The problem:
Search the material below for the string "crate" and list each line that holds it.

☆ ☆ ☆

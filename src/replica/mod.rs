mod acceptor;
mod leader;
mod outcome;
mod replica;
mod replica_api;
mod timers;

pub use acceptor::CheckpointHandle;
pub use acceptor::Watermark;
pub use outcome::Outcome;
pub use outcome::VoteOutcome;
pub(crate) use replica::Replica;
pub(crate) use replica::ReplicaConfig;
pub use replica_api::AcceptorState;
pub use replica_api::PaxosError;
pub use replica_api::ReplicaStatus;
pub use replica_api::StorageFault;
pub(crate) use replica_api::TimerTick;
mod acceptor_learner;
mod checkpoint;
mod recovery;
mod streamer;
mod watermark;

pub(crate) use acceptor_learner::AcceptorLearner;
pub(crate) use acceptor_learner::AcceptorLearnerConfig;
pub use checkpoint::CheckpointHandle;
pub use watermark::Watermark;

☆ ☆ ☆

Response area:
pub(crate) use replica::Replica;
pub(crate) use replica::ReplicaConfig;
pub(crate) use replica_api::TimerTick;
pub(crate) use acceptor_learner::AcceptorLearner;
pub(crate) use acceptor_learner::AcceptorLearnerConfig;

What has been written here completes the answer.